Growing up in Chitungwiza, Zimbabwe, a town with a population the size of Christchurch, Wakuwa emigrated to Timaru at aged 16. In New Zealand, Wakuwa couldn’t find the clothes they wanted to wear, so created their own. 

Having watched their grandmother sew, Wakuwa first experimented in fashion designing outfits for their sister’s Barbie doll. Their daring African-inspired designs for real-life people quickly followed, which in 2018 led to the Project Runway shoulder tap, something they hadn’t expected. 

“I was excited for Project Runway NZ and for people to see my designs, and I got to do it on national television, which was really, really huge for me.” 

The pressure-cooker sew ‘n’ show environment turbo-boosted Wakuwa’s design process, from concept to execution. 

“It was a very challenging experience.
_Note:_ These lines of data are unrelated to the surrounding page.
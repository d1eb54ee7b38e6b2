use crate::shared::charts::{render_chart, ChartConfig, ChartSeries};
use crate::shared::data::local_store::{Collection, SKUS_KEY};
use crate::shared::date_utils::format_date;
use contracts::dashboards::d401_gross_margin::dto::{aggregate, available_dates};
use contracts::domain::a002_sku::aggregate::{store_names, Sku};
use leptos::prelude::*;

const CHART_CONTAINER: &str = "d401-chart";

/// Gross-margin dashboard: GM dollars and GM percent for one store on one
/// date, grouped-and-summed into the four weekly buckets.
#[component]
#[allow(non_snake_case)]
pub fn GrossMarginDashboard() -> impl IntoView {
    let (selected_store, set_selected_store) = signal(String::new());
    let (selected_date, set_selected_date) = signal(String::new());
    let (error, set_error) = signal(None::<String>);

    let skus_snapshot = Collection::<Sku>::load(SKUS_KEY).items;
    let stores = StoredValue::new(store_names(&skus_snapshot));
    let dates = StoredValue::new(available_dates(&skus_snapshot));

    // Re-render when either selector changes.
    Effect::new(move |_| {
        let store = selected_store.get();
        let date = selected_date.get();
        if store.is_empty() || date.is_empty() {
            return;
        }

        let skus = Collection::<Sku>::load(SKUS_KEY).items;
        let buckets = aggregate(&skus, &store, &date);

        let config = ChartConfig {
            title: "Gross Margin by Week".to_string(),
            data: buckets,
            series: vec![
                ChartSeries::bar("gmDollars", "GM Dollars", "#42a5f5"),
                ChartSeries::bar("salesDollars", "Sales Dollars", "#66bb6a"),
                ChartSeries::line("gmPercent", "GM %", "#ff7043"),
            ],
        };

        if let Err(e) = render_chart(CHART_CONTAINER, &config) {
            log::error!("gross margin chart: {e}");
            set_error.set(Some(e));
        }
    });

    view! {
        <div class="content dashboard">
            <div class="header">
                <h2>{"Gross Margin Chart"}</h2>
            </div>

            {move || error.get().map(|e| view! { <div class="error">{e}</div> })}

            <div class="form-group">
                <label for="d401-store">{"Select Store"}</label>
                <select
                    id="d401-store"
                    prop:value=move || selected_store.get()
                    on:change=move |ev| set_selected_store.set(event_target_value(&ev))
                >
                    <option value="" disabled=true>{"Select store"}</option>
                    {stores.get_value().into_iter().map(|name| view! {
                        <option value=name.clone()>{name.clone()}</option>
                    }).collect_view()}
                </select>
            </div>

            <div class="form-group">
                <label for="d401-date">{"Select Date"}</label>
                <select
                    id="d401-date"
                    prop:value=move || selected_date.get()
                    on:change=move |ev| set_selected_date.set(event_target_value(&ev))
                >
                    <option value="" disabled=true>{"Select date"}</option>
                    {dates.get_value().into_iter().map(|date| view! {
                        <option value=date.clone()>{format_date(&date)}</option>
                    }).collect_view()}
                </select>
            </div>

            <div id=CHART_CONTAINER class="chart-container"></div>
        </div>
    }
}
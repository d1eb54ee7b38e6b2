pub mod app;
pub mod dashboards;
pub mod domain;
pub mod layout;
pub mod projections;
pub mod routes;
pub mod shared;
pub mod system;
pub mod usecases;

use wasm_bindgen::prelude::wasm_bindgen;

#[wasm_bindgen]
pub fn hydrate() {
    // initializes logging using the `log` crate
    _ = console_log::init_with_level(log::Level::Debug);
    console_error_panic_hook::set_once();

    leptos::mount::mount_to_body(app::App);
}

#[wasm_bindgen(start)]
pub fn start() {
    hydrate();
}
use leptos::prelude::*;

use super::storage;

#[derive(Clone, Debug, Default)]
pub struct AuthState {
    pub authenticated: bool,
    pub account: Option<String>,
}

/// Auth context provider component. Restores the session flag from
/// localStorage so a signed-in user survives a page reload.
#[component]
pub fn AuthProvider(children: ChildrenFn) -> impl IntoView {
    let initial = match storage::get_session() {
        Some(account) => AuthState {
            authenticated: true,
            account: Some(account),
        },
        None => AuthState::default(),
    };
    let (auth_state, set_auth_state) = signal(initial);

    provide_context(auth_state);
    provide_context(set_auth_state);

    children()
}

/// Hook to access auth state
pub fn use_auth() -> (ReadSignal<AuthState>, WriteSignal<AuthState>) {
    let auth_state =
        use_context::<ReadSignal<AuthState>>().expect("AuthProvider not found in component tree");
    let set_auth_state =
        use_context::<WriteSignal<AuthState>>().expect("AuthProvider not found in component tree");

    (auth_state, set_auth_state)
}
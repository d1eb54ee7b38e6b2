pub mod a001_store;
pub mod a002_sku;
The amount of time given to work on the outfits is the amount of time in the fashion industry for one person to work on a sleeve, and another to work on the collar. But we were given that time to work on the whole outfit. So it was very, very challenging. 

“It would usually have taken me a week to complete an outfit but after the show, I finish outfits in one day now. My speed is so insane from that experience.” 

Wakuwa’s designs will walk the runway at New Zealand Fashion Week (NZFW) this August at the Group Designers Show and the 28-year-old says to expect it to be “bold and colourful.”

“Showing at NZFW means everything to me. It’s an amazing opportunity to get noticed in front of local and international media and buyers, and a way of getting noticed all over the world. It’s the start of something big.” 

They add that the show’s creations are inspired by their African background and identity, and aim to encourage and empower. 

“It is a deeply moving, colourful collection. My designs are more feminine-based with a touch of masculinity that breaks all the boundaries of gender.” 

Wakuwa hopes designers, media and buyers are inspired by this gender-fluid approach to fashion. 

“I want everyone who works in fashion or just loves wearing it not to be limited by what they currently think. I want everyone to express how they feel with fashion and embrace their unique difference; not just design for the sake of designing, but to create art. And to love and embrace colour.” 

The Mt Albert resident adds that they hope to be an inspiration for all the other young LGBTIQ people and youth who have dreams, especially to show at NZFW. 

“Work hard, put your heart and mind into it and keep following your dreams. We all need to know that life is not fair and that we have to make the most of everything we have. The sky’s the limit and you can do anything that you want to do in this world.” 

Wakuwa says now is the time for people to celebrate, love and express themselves. 

“Be yourself, your uniqueness is what makes you beautiful. Be happy with who you are. People will always judge you, so you have to love yourself and don’t mind what people say. Embrace your difference. Your uniqueness is what makes you beautiful, don’t try to hide from the world.” 

The designer’s family embraces Wakuwa’s expressive and vibrant style and Wakuwa shrugs off judgement from those who don’t. 

“Love is what is important in life. I will be myself and they will learn to love me. I’m not going to hide who I am; I was created to be different – not to hide away.” 

Wakuwa is proud to be part of the New Zealand fashion story and says when we support the designers together we’re a force. 

“We ought to be there for one another in New Zealand. When you are willing to work together and support each, we succeed. And when one succeeds, then we all succeed.”